◆ **What the task asks**: Print the listing exactly, but only as far as the line containing "the lists of". The first line and that line are both included.

◆ **Supplied entries**:
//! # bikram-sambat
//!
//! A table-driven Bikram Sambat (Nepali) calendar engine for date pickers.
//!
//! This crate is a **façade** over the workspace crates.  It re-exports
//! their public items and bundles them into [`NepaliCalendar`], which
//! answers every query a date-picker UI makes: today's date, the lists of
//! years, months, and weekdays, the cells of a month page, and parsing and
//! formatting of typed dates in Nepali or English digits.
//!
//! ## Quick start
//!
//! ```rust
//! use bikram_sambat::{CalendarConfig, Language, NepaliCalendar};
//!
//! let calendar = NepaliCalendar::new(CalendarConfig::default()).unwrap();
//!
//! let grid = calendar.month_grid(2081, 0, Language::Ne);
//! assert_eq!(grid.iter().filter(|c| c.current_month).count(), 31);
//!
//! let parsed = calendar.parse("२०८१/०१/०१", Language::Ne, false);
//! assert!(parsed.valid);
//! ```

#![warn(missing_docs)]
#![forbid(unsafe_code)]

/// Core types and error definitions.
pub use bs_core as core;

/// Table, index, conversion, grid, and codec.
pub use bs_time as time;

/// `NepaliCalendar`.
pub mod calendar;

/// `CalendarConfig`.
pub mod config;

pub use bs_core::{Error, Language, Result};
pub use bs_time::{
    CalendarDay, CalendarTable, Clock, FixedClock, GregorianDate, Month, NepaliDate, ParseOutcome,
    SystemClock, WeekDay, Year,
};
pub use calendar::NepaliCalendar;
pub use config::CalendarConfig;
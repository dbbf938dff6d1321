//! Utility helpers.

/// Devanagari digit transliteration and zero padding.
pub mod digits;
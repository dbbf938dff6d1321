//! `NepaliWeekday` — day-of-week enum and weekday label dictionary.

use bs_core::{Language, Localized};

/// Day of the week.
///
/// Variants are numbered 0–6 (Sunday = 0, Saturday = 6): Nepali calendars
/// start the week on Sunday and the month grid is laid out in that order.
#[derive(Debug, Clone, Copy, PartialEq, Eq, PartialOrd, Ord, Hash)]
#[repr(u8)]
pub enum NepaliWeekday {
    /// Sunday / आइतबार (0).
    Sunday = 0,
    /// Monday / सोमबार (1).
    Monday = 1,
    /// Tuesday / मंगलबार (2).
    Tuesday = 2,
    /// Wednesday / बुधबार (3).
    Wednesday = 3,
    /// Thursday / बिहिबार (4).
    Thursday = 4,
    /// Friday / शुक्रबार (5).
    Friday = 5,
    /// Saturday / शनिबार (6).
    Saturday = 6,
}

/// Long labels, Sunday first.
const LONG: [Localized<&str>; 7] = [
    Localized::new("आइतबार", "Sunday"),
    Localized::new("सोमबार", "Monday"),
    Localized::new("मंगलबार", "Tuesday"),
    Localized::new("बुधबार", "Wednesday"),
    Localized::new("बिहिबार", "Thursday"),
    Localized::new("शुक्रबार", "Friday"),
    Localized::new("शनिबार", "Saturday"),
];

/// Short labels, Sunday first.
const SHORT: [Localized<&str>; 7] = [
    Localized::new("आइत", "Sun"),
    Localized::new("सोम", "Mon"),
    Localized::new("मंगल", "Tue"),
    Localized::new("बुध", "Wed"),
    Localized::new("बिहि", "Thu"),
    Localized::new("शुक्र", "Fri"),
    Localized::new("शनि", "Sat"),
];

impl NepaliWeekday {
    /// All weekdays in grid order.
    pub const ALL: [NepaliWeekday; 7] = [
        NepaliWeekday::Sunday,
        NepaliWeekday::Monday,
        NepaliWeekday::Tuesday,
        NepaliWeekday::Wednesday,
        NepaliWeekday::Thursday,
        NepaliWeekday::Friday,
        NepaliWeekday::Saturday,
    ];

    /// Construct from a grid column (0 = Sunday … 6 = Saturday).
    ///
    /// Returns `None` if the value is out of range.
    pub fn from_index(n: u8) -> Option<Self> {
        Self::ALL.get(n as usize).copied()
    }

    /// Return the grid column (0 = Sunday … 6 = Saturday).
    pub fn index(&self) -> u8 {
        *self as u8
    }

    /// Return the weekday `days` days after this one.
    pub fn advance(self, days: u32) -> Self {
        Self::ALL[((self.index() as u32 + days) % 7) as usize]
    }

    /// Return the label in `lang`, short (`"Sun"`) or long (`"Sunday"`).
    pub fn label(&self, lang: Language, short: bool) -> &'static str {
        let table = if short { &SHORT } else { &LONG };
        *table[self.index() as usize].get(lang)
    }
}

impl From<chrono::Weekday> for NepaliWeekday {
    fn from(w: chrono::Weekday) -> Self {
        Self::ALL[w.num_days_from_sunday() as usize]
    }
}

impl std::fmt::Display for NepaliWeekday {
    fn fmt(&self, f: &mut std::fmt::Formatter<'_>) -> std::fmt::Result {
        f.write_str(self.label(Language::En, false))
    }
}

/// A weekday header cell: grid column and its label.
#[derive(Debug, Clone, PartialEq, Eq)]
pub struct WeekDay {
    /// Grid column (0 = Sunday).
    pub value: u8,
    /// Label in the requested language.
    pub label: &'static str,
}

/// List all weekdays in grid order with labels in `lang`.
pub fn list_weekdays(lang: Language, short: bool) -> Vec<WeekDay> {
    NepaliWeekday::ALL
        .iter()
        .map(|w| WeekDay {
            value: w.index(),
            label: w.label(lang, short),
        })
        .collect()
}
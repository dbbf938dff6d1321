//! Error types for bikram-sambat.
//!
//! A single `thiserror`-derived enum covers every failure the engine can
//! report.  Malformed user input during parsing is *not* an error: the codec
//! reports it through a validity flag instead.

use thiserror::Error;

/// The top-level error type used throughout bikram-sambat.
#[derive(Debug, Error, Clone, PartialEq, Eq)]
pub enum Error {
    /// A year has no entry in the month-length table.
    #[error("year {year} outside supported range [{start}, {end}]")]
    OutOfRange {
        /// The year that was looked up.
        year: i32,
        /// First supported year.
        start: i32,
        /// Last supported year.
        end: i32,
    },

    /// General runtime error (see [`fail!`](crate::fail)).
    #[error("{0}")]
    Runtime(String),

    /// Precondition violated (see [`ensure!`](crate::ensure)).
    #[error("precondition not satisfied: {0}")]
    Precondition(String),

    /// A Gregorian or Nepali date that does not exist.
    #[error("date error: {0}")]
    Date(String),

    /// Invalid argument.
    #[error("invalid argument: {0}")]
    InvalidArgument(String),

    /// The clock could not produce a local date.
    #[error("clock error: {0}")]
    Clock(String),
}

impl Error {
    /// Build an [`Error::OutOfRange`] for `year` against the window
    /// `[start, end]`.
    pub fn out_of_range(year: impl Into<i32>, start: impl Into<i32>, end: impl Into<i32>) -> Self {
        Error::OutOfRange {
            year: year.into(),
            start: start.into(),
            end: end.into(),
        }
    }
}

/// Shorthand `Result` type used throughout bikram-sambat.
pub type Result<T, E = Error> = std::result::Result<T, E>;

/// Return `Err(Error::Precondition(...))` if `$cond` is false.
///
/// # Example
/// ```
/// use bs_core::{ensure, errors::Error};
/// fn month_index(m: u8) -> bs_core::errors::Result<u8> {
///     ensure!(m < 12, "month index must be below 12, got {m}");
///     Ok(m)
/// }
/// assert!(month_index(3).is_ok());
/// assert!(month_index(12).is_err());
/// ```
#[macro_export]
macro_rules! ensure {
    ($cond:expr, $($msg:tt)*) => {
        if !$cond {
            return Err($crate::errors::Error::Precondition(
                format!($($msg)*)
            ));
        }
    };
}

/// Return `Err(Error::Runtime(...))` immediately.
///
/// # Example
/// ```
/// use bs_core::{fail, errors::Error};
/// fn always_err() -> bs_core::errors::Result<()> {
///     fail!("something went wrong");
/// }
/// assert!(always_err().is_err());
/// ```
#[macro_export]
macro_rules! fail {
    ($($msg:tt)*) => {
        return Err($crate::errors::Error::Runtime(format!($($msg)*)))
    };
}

◆ **Exercise response**:
//! # bikram-sambat
//!
//! A table-driven Bikram Sambat (Nepali) calendar engine for date pickers.
//!
//! This crate is a **façade** over the workspace crates.  It re-exports
//! their public items and bundles them into [`NepaliCalendar`], which
//! answers every query a date-picker UI makes: today's date, the lists of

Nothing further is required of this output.